---------- Provided information ----------

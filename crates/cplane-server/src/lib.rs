//! cplane-server
//!
//! Control plane for detached engine processes: one TCP listener that
//! authenticates engines, routes session control messages to them and
//! hands raw data connections back to the application.

pub mod config;
pub mod data;
pub mod error;
pub mod policy;
pub mod registry;
pub mod server;
pub mod types;

// internal modules, not re-exported
mod connection;
mod coordinator;

pub use config::Config;
pub use data::DataConnection;
pub use error::ControlPlaneError;
pub use registry::{EngineRecord, EngineRegistry, RegistryError, StaticRegistry};
pub use server::ControlPlane;
pub use types::{
    EngineId, EngineInfo, ExecRequest, ExecResult, PortCheckReport, ServerEvent, SessionOpened,
};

----------

# Task item:
The response should consist of every record above, reproduced exactly.

# Response for this exercise:
filename crates/cplane-server/src/lib.rs
//! cplane-server
//!
//! Control plane for detached engine processes: one TCP listener that
//! authenticates engines, routes session control messages to them and
//! hands raw data connections back to the application.

pub mod config;
pub mod data;
pub mod error;
pub mod policy;
pub mod registry;
pub mod server;
pub mod types;

// internal modules, not re-exported
mod connection;
mod coordinator;

pub use config::Config;
pub use data::DataConnection;
pub use error::ControlPlaneError;
pub use registry::{EngineRecord, EngineRegistry, RegistryError, StaticRegistry};
pub use server::ControlPlane;
pub use types::{
    EngineId, EngineInfo, ExecRequest, ExecResult, PortCheckReport, ServerEvent, SessionOpened,
};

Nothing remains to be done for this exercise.